Nowadays, the development of sequencing techniques allows researchers to know what microbes present in the soil by comparing the sequences of the extracted soil DNA with the genome library of known microbes. Although we cannot grow or transplant microbes as we can do to plant, monitoring, inventory, survey, and assessment of microbial communities are not so different from plant communities.

Yan and his coworkers published a series of papers ^2–4 telling the same story: restoration sites which have been restored for a longer time and have similar soil properties and vegetation composition to the remnant/reference sites tend to have a more similar microbial communities composition to the remnant/reference sites (see figures below). Their studies offer the possibility of using microbial community composition to monitor the restoration processes.

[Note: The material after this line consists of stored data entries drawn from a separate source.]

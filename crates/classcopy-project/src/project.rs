use std::path::{Path, PathBuf};

use crate::CONFIG_FILE_NAME;
use crate::error::ProjectError;

#[derive(Debug, Clone, PartialEq, Eq)]
pub struct ClassCopyProject {
    pub root: PathBuf,
    pub config_path: PathBuf,
}

/// Walks up from `start_dir` to the nearest directory holding `classcopy.toml`.
///
/// # Errors
///
/// Returns `ProjectError` if the start path cannot be canonicalized or if no
/// config file exists in it or any ancestor.
pub fn discover_project(start_dir: &Path) -> Result<ClassCopyProject, ProjectError> {
    let start_dir = canonical_start(start_dir)?;

    let mut current = start_dir.as_path();
    loop {
        let config_path = current.join(CONFIG_FILE_NAME);
        if config_path.is_file() {
            return Ok(ClassCopyProject {
                root: current.to_path_buf(),
                config_path,
            });
        }

        match current.parent() {
            Some(parent) => current = parent,
            None => return Err(ProjectError::NotFound { start_dir }),
        }
    }
}

/// Canonical form of the start path; a file resolves to its parent directory.
pub(crate) fn canonical_start(start: &Path) -> Result<PathBuf, ProjectError> {
    let canonical = start
        .canonicalize()
        .map_err(|source| ProjectError::StartPath {
            path: start.to_path_buf(),
            source,
        })?;

    if canonical.is_file() {
        Ok(canonical
            .parent()
            .map_or_else(|| canonical.clone(), Path::to_path_buf))
    } else {
        Ok(canonical)
    }
}

#[cfg(test)]
mod tests {
    use super::*;
    use std::fs;
    use tempfile::TempDir;

    #[test]
    fn finds_config_in_start_dir() -> anyhow::Result<()> {
        let dir = TempDir::new()?;
        fs::write(dir.path().join(CONFIG_FILE_NAME), "")?;

        let project = discover_project(dir.path())?;

        assert_eq!(project.root, dir.path().canonicalize()?);
        assert_eq!(project.config_path, project.root.join(CONFIG_FILE_NAME));
        Ok(())
    }

    #[test]
    fn finds_config_in_ancestor() -> anyhow::Result<()> {
        let dir = TempDir::new()?;
        fs::write(dir.path().join(CONFIG_FILE_NAME), "")?;
        let nested = dir.path().join("src/main/java/com/acme");
        fs::create_dir_all(&nested)?;

        let project = discover_project(&nested)?;

        assert_eq!(project.root, dir.path().canonicalize()?);
        Ok(())
    }

    #[test]
    fn nearest_config_wins() -> anyhow::Result<()> {
        let dir = TempDir::new()?;
        fs::write(dir.path().join(CONFIG_FILE_NAME), "")?;
        let module = dir.path().join("module");
        fs::create_dir_all(module.join("src"))?;
        fs::write(module.join(CONFIG_FILE_NAME), "")?;

        let project = discover_project(&module.join("src"))?;

        assert_eq!(project.root, module.canonicalize()?);
        Ok(())
    }

    #[test]
    fn start_file_resolves_to_parent() -> anyhow::Result<()> {
        let dir = TempDir::new()?;
        fs::write(dir.path().join(CONFIG_FILE_NAME), "")?;
        fs::write(dir.path().join("Foo.java"), "class Foo {}")?;

        let project = discover_project(&dir.path().join("Foo.java"))?;

        assert_eq!(project.root, dir.path().canonicalize()?);
        Ok(())
    }

    #[test]
    fn missing_start_path_is_an_error() {
        let result = discover_project(Path::new("/nonexistent/start/path"));

        assert!(matches!(result, Err(ProjectError::StartPath { .. })));
    }
}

Using microbial communities as a restoration indicator has many appealing advantages. The first one will be the objectivity of sampling. The collection of soil samples for sequencing is simple: removing the plant litters and collecting a couple of grams of soil with any sterilized equipment, putting the soil in a sterilized bag, and stored with ice. In comparison, plant sampling such as cover or biomass relies on samplers’ judgment or experience on plant identification, which might lead to the inconsistent recording between samplers. Imagining that you want to sample hundreds of sites across the southwest, “calibrating” all samplers from different areas sounds more realistic than do all sampling by yourself, but asking them to send you a small bag of soil may be an easier idea for you and your samplers. Secondly, the DNA of microbial communities contains a giant amount of information. From the Cornell framework manual of soil health⁵, many indicators are directly related to microbial communities, such as root pathogen pressure assessment, potentially mineralizable nitrogen, and cellulose decomposition rate. Investigating soil microbial communities might save your budget on soil chemical analysis (although its price is trivial compared to sequencing, who will say no to giveaways?). They might even reflect disturbance through “legacy effect”⁶. Different disturbances, such as flood⁷, drought⁸, and the application of pesticide⁹ or fertilizer¹⁰ can lead to a long-term impact. The history of sites is important to the planning of restoration and the disturbance during the restoration is crucial to develop adaptive plans. The patterns of microbial communities responding to specific disturbances are something that plant sampling might not tell us. Thirdly, the microbiome is such an important but still undiscovered world around us. One possibility for the failure of Biosphere II is that we overlook the function of soil microbial communities. Ecological theory informs the practice of restoration and restoration reversely contributes to the development of ecological theory. The same logic can be applied to microbial ecology.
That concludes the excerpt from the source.